Welcome to the real world.
1. The best practice is to drip feed information, only what’s required to drive a CTA at a given point. PayPal will let you sign up and publish its code on your website and let you accept credit card payments in 30 seconds. It’s only when the money starts coming in that they’ll ask you for more and more info (e.g. certificate of incorporation) before they let you withdraw your wallet balance to your bank account. It’s called Progressive Profiling. Smart operators don’t ask and assess additional criteria upfront.
2. It’s a myth that social media / blog following is driven solely by quality of content. Showcasing at events is a much bigger driver of driving visibility.
3. They won’t do it for everyone but It’s a myth that “Ad agencies do not create ads for free.” It’s called “spec” for speculative work.
Without being judgemental about any of this, it’s naive to imagine a real world that is or should be very different from it.

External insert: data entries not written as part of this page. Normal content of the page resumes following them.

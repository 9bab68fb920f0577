//! # Reasoner
//!
//! Multi-hop derived-relationship queries over the triple store. Everything
//! here is read-only: no function mutates the store or touches the backing
//! file, so queries are always safe to interleave with each other.
//!
//! All deduplication works on resolved logical identifiers (paper id,
//! username, topic slug), never on object identity of freshly constructed
//! result values.

use crate::repository::{AuthorRef, resolve_author};
use crate::store::TripleStore;
use crate::types::Term;
use crate::vocab;
use chrono::NaiveDate;
use serde::{Deserialize, Serialize};
use std::collections::BTreeSet;

// =============================================================================
// RESULT TYPES
// =============================================================================

/// A paper reference in a derived-relationship result.
#[derive(Debug, Clone, PartialEq, Eq, Serialize, Deserialize)]
pub struct PaperRef {
    pub id: u64,
    pub title: Option<String>,
}

/// A topic with its display name, slug, and referencing-paper count.
#[derive(Debug, Clone, PartialEq, Eq, Serialize, Deserialize)]
pub struct TopicSummary {
    pub name: String,
    pub slug: String,
    pub paper_count: usize,
}

/// An author with the number of papers referencing them.
#[derive(Debug, Clone, PartialEq, Eq, Serialize, Deserialize)]
pub struct AuthorSummary {
    pub username: String,
    pub first_name: Option<String>,
    pub last_name: Option<String>,
    pub paper_count: usize,
}

/// A fully joined paper row for listings.
#[derive(Debug, Clone, PartialEq, Eq, Serialize, Deserialize)]
pub struct PaperListing {
    pub id: u64,
    pub title: Option<String>,
    pub publication_date: Option<String>,
    pub authors: Vec<AuthorRef>,
    pub topics: Vec<String>,
}

/// A paper row for the per-topic presentation listing.
#[derive(Debug, Clone, PartialEq, Eq, Serialize, Deserialize)]
pub struct TopicPaper {
    pub id: u64,
    pub title: Option<String>,
    pub publication_date: Option<String>,
}

/// Sort field for [`list_papers`].
#[derive(Debug, Clone, Copy, PartialEq, Eq, Serialize, Deserialize)]
pub enum SortField {
    Date,
    Title,
}

/// Options for [`list_papers`].
#[derive(Debug, Clone, Copy, Serialize, Deserialize)]
pub struct ListOptions {
    pub sort_by: SortField,
    pub descending: bool,
}

impl Default for ListOptions {
    fn default() -> Self {
        Self {
            sort_by: SortField::Date,
            descending: true,
        }
    }
}

// =============================================================================
// EXPERT DISCOVERY
// =============================================================================

/// Every author of every paper tagged with the topic.
///
/// Accepts a display name or a slug (normalization is idempotent).
/// Deduplicated by username; the first occurrence wins for display fields.
#[must_use]
pub fn topic_experts(store: &TripleStore, topic_name: &str) -> Vec<AuthorRef> {
    let topic: Term = vocab::topic_iri(&vocab::topic_slug(topic_name)).into();
    let mut seen = BTreeSet::new();
    let mut experts = Vec::new();

    for paper_st in store.matching(None, Some(&vocab::research_topic()), Some(&topic)) {
        for author_st in store.matching(Some(&paper_st.subject), Some(&vocab::has_author()), None) {
            let Some(person) = author_st.object.as_iri() else {
                continue;
            };
            let author = resolve_author(store, person);
            if seen.insert(author.username.clone()) {
                experts.push(author);
            }
        }
    }
    experts
}

// =============================================================================
// CITATION GRAPH
// =============================================================================

/// Every paper citing the given paper, deduplicated by the citing paper's
/// resolved id.
#[must_use]
pub fn paper_citations(store: &TripleStore, paper_id: u64) -> Vec<PaperRef> {
    let target: Term = vocab::paper_iri(paper_id).into();
    let mut seen = BTreeSet::new();
    let mut citing = Vec::new();

    for st in store.matching(None, Some(&vocab::cites()), Some(&target)) {
        let Some(id) = vocab::paper_id(&st.subject) else {
            continue;
        };
        if seen.insert(id) {
            citing.push(PaperRef {
                id,
                title: paper_title(store, id),
            });
        }
    }
    citing
}

// =============================================================================
// RELATEDNESS
// =============================================================================

/// Papers sharing at least one topic with the given paper, excluding the
/// paper itself. The relation is symmetric.
#[must_use]
pub fn related_papers(store: &TripleStore, paper_id: u64) -> Vec<PaperRef> {
    let subject = vocab::paper_iri(paper_id);
    let mut seen = BTreeSet::new();
    let mut related = Vec::new();

    for topic_st in store.matching(Some(&subject), Some(&vocab::research_topic()), None) {
        for peer_st in store.matching(None, Some(&vocab::research_topic()), Some(&topic_st.object))
        {
            let Some(id) = vocab::paper_id(&peer_st.subject) else {
                continue;
            };
            if id == paper_id {
                continue;
            }
            if seen.insert(id) {
                related.push(PaperRef {
                    id,
                    title: paper_title(store, id),
                });
            }
        }
    }
    related
}

// =============================================================================
// AGGREGATE LISTINGS
// =============================================================================

/// Every topic with its display name, slug, and paper count.
#[must_use]
pub fn list_topics(store: &TripleStore) -> Vec<TopicSummary> {
    let topic_type: Term = vocab::topic_class().into();
    let mut seen = BTreeSet::new();
    let mut topics = Vec::new();

    for st in store.matching(None, Some(&vocab::rdf_type()), Some(&topic_type)) {
        let slug = st.subject.local_name().to_string();
        if !seen.insert(slug.clone()) {
            continue;
        }
        let tagged: Term = st.subject.clone().into();
        let paper_count = store
            .matching(None, Some(&vocab::research_topic()), Some(&tagged))
            .len();
        topics.push(TopicSummary {
            name: vocab::topic_display_name(&slug),
            slug,
            paper_count,
        });
    }
    topics
}

/// Every author with their referencing-paper count.
#[must_use]
pub fn list_authors(store: &TripleStore) -> Vec<AuthorSummary> {
    let author_type: Term = vocab::author_class().into();
    let mut seen = BTreeSet::new();
    let mut authors = Vec::new();

    for st in store.matching(None, Some(&vocab::rdf_type()), Some(&author_type)) {
        let resolved = resolve_author(store, &st.subject);
        if !seen.insert(resolved.username.clone()) {
            continue;
        }
        let person: Term = st.subject.clone().into();
        let paper_count = store
            .matching(None, Some(&vocab::has_author()), Some(&person))
            .len();
        authors.push(AuthorSummary {
            username: resolved.username,
            first_name: resolved.first_name,
            last_name: resolved.last_name,
            paper_count,
        });
    }
    authors
}

/// Full paper listing joined with authors and topics.
///
/// The sort is stable: ties preserve original encounter order. Date sort
/// treats missing or unparsable dates as the earliest possible value; title
/// sort compares Unicode-lowercased titles.
#[must_use]
pub fn list_papers(store: &TripleStore, options: ListOptions) -> Vec<PaperListing> {
    let paper_type: Term = vocab::paper_class().into();
    let mut seen = BTreeSet::new();
    let mut papers = Vec::new();

    for st in store.matching(None, Some(&vocab::rdf_type()), Some(&paper_type)) {
        let Some(id) = vocab::paper_id(&st.subject) else {
            continue;
        };
        if !seen.insert(id) {
            continue;
        }

        let authors = store
            .matching(Some(&st.subject), Some(&vocab::has_author()), None)
            .iter()
            .filter_map(|a| a.object.as_iri())
            .map(|person| resolve_author(store, person))
            .collect();
        let topics = store
            .matching(Some(&st.subject), Some(&vocab::research_topic()), None)
            .iter()
            .filter_map(|t| t.object.as_iri())
            .map(|topic| vocab::topic_display_name(topic.local_name()))
            .collect();

        papers.push(PaperListing {
            id,
            title: paper_title(store, id),
            publication_date: store
                .first_value(&st.subject, &vocab::publication_date())
                .map(|t| t.lexical().to_string()),
            authors,
            topics,
        });
    }

    match (options.sort_by, options.descending) {
        (SortField::Date, false) => papers.sort_by(|a, b| date_key(a).cmp(&date_key(b))),
        (SortField::Date, true) => papers.sort_by(|a, b| date_key(b).cmp(&date_key(a))),
        (SortField::Title, false) => papers.sort_by(|a, b| title_key(a).cmp(&title_key(b))),
        (SortField::Title, true) => papers.sort_by(|a, b| title_key(b).cmp(&title_key(a))),
    }
    papers
}

/// Papers tagged with the given topic id (presentation facade query).
#[must_use]
pub fn papers_for_topic(store: &TripleStore, topic_id: &str) -> Vec<TopicPaper> {
    let topic: Term = vocab::topic_iri(topic_id).into();
    let mut seen = BTreeSet::new();
    let mut papers = Vec::new();

    for st in store.matching(None, Some(&vocab::research_topic()), Some(&topic)) {
        let Some(id) = vocab::paper_id(&st.subject) else {
            continue;
        };
        if !seen.insert(id) {
            continue;
        }
        papers.push(TopicPaper {
            id,
            title: paper_title(store, id),
            publication_date: store
                .first_value(&st.subject, &vocab::publication_date())
                .map(|t| t.lexical().to_string()),
        });
    }
    papers
}

// =============================================================================
// HELPERS
// =============================================================================

fn paper_title(store: &TripleStore, id: u64) -> Option<String> {
    store
        .first_value(&vocab::paper_iri(id), &vocab::has_title())
        .map(|t| t.lexical().to_string())
}

fn date_key(paper: &PaperListing) -> NaiveDate {
    paper
        .publication_date
        .as_deref()
        .and_then(|d| NaiveDate::parse_from_str(d, "%Y-%m-%d").ok())
        .unwrap_or(NaiveDate::MIN)
}

fn title_key(paper: &PaperListing) -> String {
    paper.title.as_deref().unwrap_or_default().to_lowercase()
}

// =============================================================================
// TESTS
// =============================================================================
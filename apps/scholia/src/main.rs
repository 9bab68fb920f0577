//! # Scholia - Research Paper Knowledge Graph
//!
//! The main binary for the Scholia graph substrate.
//!
//! This application provides:
//! - CLI interface for graph operations (authors, papers, topics, queries)
//! - A topic-browsing facade over the reasoner
//! - Graph integrity anchoring and verification
//!
//! ## Architecture
//!
//! ```text
//! ┌───────────────────────────────────────────────────────┐
//! │                apps/scholia (THE BINARY)              │
//! │                                                       │
//! │  ┌──────────┐   ┌───────────┐   ┌─────────────────┐  │
//! │  │   CLI    │   │  Service  │   │ Anchor/Verify   │  │
//! │  │  (clap)  │   │  facade   │   │    (blake3)     │  │
//! │  └────┬─────┘   └─────┬─────┘   └────────┬────────┘  │
//! │       │               │                  │           │
//! │       └───────────────┼──────────────────┘           │
//! │                       ▼                              │
//! │               ┌───────────────┐                      │
//! │               │ scholia-core  │                      │
//! │               │  (THE LOGIC)  │                      │
//! │               └───────────────┘                      │
//! └───────────────────────────────────────────────────────┘
//! ```
//!
//! ## Usage
//!
//! ```bash
//! scholia add-author -u bschack -f Ben -l Schack -i Lehigh
//! scholia add-paper -t "Basic ML" -a bschack -T "Machine Learning"
//! scholia papers --sort date
//! scholia experts "Machine Learning"
//! scholia anchor && scholia verify
//! ```

mod anchor;
mod cli;
mod config;
mod service;

use clap::Parser;
use tracing_subscriber::{layer::SubscriberExt, util::SubscriberInitExt};

// =============================================================================
// APPLICATION ENTRY POINT
// =============================================================================

fn main() {
    // Parse CLI arguments first; --verbose feeds the default log filter.
    let cli = cli::Cli::parse();

    // Initialize tracing — SCHOLIA_LOG_FORMAT=json enables machine-parseable output.
    let log_format = std::env::var("SCHOLIA_LOG_FORMAT").unwrap_or_else(|_| "text".to_string());

    let default_filter = if cli.verbose {
        "scholia=debug"
    } else {
        "scholia=info"
    };
    let filter = tracing_subscriber::EnvFilter::try_from_default_env()
        .unwrap_or_else(|_| default_filter.into());

    match log_format.as_str() {
        "json" => {
            tracing_subscriber::registry()
                .with(filter)
                .with(tracing_subscriber::fmt::layer().json())
                .init();
        }
        _ => {
            tracing_subscriber::registry()
                .with(filter)
                .with(tracing_subscriber::fmt::layer())
                .init();
        }
    }

    // Display startup banner
    if !cli.quiet {
        print_banner();
    }

    // Execute command
    if let Err(e) = cli::execute(cli) {
        tracing::error!("Error: {}", e);
        std::process::exit(1);
    }
}

/// Print the Scholia startup banner.
fn print_banner() {
    println!(
        r#"
  ███████╗ ██████╗██╗  ██╗ ██████╗ ██╗     ██╗ █████╗
  ██╔════╝██╔════╝██║  ██║██╔═══██╗██║     ██║██╔══██╗
  ███████╗██║     ███████║██║   ██║██║     ██║███████║
  ╚════██║██║     ██╔══██║██║   ██║██║     ██║██╔══██║
  ███████║╚██████╗██║  ██║╚██████╔╝███████╗██║██║  ██║
  ╚══════╝ ╚═════╝╚═╝  ╚═╝ ╚═════╝ ╚══════╝╚═╝╚═╝  ╚═╝

  Research Paper Knowledge Graph v{}

  Append-only • Grounded • Verifiable
"#,
        env!("CARGO_PKG_VERSION")
    );
}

I think it’s ridiculous for the PR firms who say that you don’t have so much hits and all. What matters is engaging content and now everything is business. Sometimes back, when I reached 100k-which doesn’t mean anything of course, someone who claims to represent Top Indian Blog listing pinged this to me on FB:
‘We didn’t want to dampen your spirit and not make the fact public before your friends, but dear, hits don’t mean anything. If at all, page views or visitors have some significance. ‘
@vishalbheeroo: I don’t believe they had any visible metric to measure my blog’s visibility/popularity. I would have shared my blog stats if they’d asked and I did refer them to Klout and other collation services (none of which they had heard of). They dropped us for whatever reason and did not have the professional maturity to close it properly.
Personally, I think hits, page views and visitors, subscribers and Klout/Kred/PeerIndex scores all have significance for different things. It depends on what the objective of the activity is.
It’s unprofessional immaturity and agree to that,, hits is relative and too over the top!!!
Absolutely agreed,Ideasmith. But for that one needs self confidence and the courage of our own convictions
@coutoivanx: True of any industry. Commercial entities are poised to exploit individuals, unless you speak up/protect yourself.